What is the significance of whitening "signal + noise" at the receiver side in a wireless communication system
Started by 8 years ago●7 replies●latest reply 8 years ago●2919 viewsHi,
I came across this process when working on a wireless communication project where the whitening process is applied before we do signal detection, but I found little clue why we need to do this. Most of the text book/online material explains "how" to do so but gave little insight on "why". Can someone explain what is the significance of doing so before signal detection and what is the consequence if we skip this stage?
Thanks,
william
From what I know, the received signal in wireless system is y=hx + n. where n is complex gaussian white noise. After applying equalization, y* = y/h = x + n/h. The noise n/h is now no longer white but 'coloured' as the Power spectrum is not flat now. The ML decoding cannot be applied now since noise is not white. In order to compensate for this, we apply whitening on the noise so that ML decoding can be applied.

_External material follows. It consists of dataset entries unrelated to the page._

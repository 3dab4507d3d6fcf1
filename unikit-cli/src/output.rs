use clap::ValueEnum;
use colored::*;
use serde::Serialize;
use tabled::{Table, Tabled};
use unikit_core::InstanceState;

#[derive(Debug, Clone, Copy, ValueEnum)]
pub enum OutputFormat {
    Table,
    Json,
    Yaml,
}

pub trait OutputFormatter {
    fn format<T: Serialize>(&self, data: T) -> String;
    fn format_table<T: Tabled + Serialize>(&self, data: Vec<T>) -> String;
}

impl OutputFormatter for OutputFormat {
    fn format<T: Serialize>(&self, data: T) -> String {
        match self {
            OutputFormat::Table | OutputFormat::Json => {
                serde_json::to_string_pretty(&data).unwrap_or_else(|e| e.to_string())
            }
            OutputFormat::Yaml => serde_yaml::to_string(&data).unwrap_or_else(|e| e.to_string()),
        }
    }

    fn format_table<T: Tabled + Serialize>(&self, data: Vec<T>) -> String {
        match self {
            OutputFormat::Table => {
                if data.is_empty() {
                    "No data to display".to_string()
                } else {
                    Table::new(data).to_string()
                }
            }
            OutputFormat::Json => {
                serde_json::to_string_pretty(&data).unwrap_or_else(|e| e.to_string())
            }
            OutputFormat::Yaml => serde_yaml::to_string(&data).unwrap_or_else(|e| e.to_string()),
        }
    }
}

impl OutputFormat {
    pub fn is_table(&self) -> bool {
        matches!(self, OutputFormat::Table)
    }
}

/// Instance state for table cells; plain text for machine formats.
pub fn state_cell(state: InstanceState, format: OutputFormat) -> String {
    let text = state.to_string();
    if !format.is_table() {
        return text;
    }
    match state {
        InstanceState::Running => text.green().to_string(),
        InstanceState::Stopped => text.red().to_string(),
        InstanceState::Pending => text.cyan().to_string(),
        InstanceState::Terminated => text.dimmed().to_string(),
        InstanceState::Unknown => text.yellow().to_string(),
    }
}

pub fn format_size(bytes: u64) -> String {
    const MB: u64 = 1024 * 1024;
    const GB: u64 = 1024 * MB;
    if bytes >= GB {
        format!("{:.1}GB", bytes as f64 / GB as f64)
    } else if bytes >= MB {
        format!("{:.1}MB", bytes as f64 / MB as f64)
    } else {
        format!("{bytes}B")
    }
}

pub fn print_success(message: &str) {
    println!("{} {}", "✓".green(), message);
}

pub fn print_warning(message: &str) {
    println!("{} {}", "⚠".yellow(), message);
}

pub fn print_info(message: &str) {
    println!("{} {}", "ℹ".blue(), message);
}

pub fn print_progress(message: &str) {
    println!("{} {}", "⟳".cyan(), message);
}

#[cfg(test)]
mod tests {
    use super::*;

    #[test]
    fn test_format_size() {
        assert_eq!(format_size(512), "512B");
        assert_eq!(format_size(3 * 1024 * 1024 / 2), "1.5MB");
        assert_eq!(format_size(2 * 1024 * 1024 * 1024), "2.0GB");
    }

    #[test]
    fn test_machine_formats_are_uncolored() {
        assert_eq!(state_cell(InstanceState::Running, OutputFormat::Json), "running");
    }
}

Many detection and estimation formulations assume that the added noise is white (see "minimum variance" and "maximum likelihood" estimation). When the noise is not white, we generally try to flatten its spectrum as much as we can, pushing its correlation closer to white. See https://en.wikipedia.org/wiki/Generalized_least_sq...
Yes, only the noise should be whitened. In audio, we typically use segments of silence to form a noise-floor estimate. Otherwise, you can try to preserve the spectrum where there is signal (i.e., don't whiten there). In sinusoidal modeling, we sometimes extrapolate the noise across the gaps created by "removing" sinusoidal peaks to get a noise-floor estimate ("sines plus noise synthesis").
Sounds like some variation of Wiener filtering or something based on the same notions, or maybe equalization. Are you running the signal through a matched filter after whitening?
If the reference signal is adjusted to be spectrally white that might make sense -- in that case the "whitening matrix" would probably be a decent equalizer.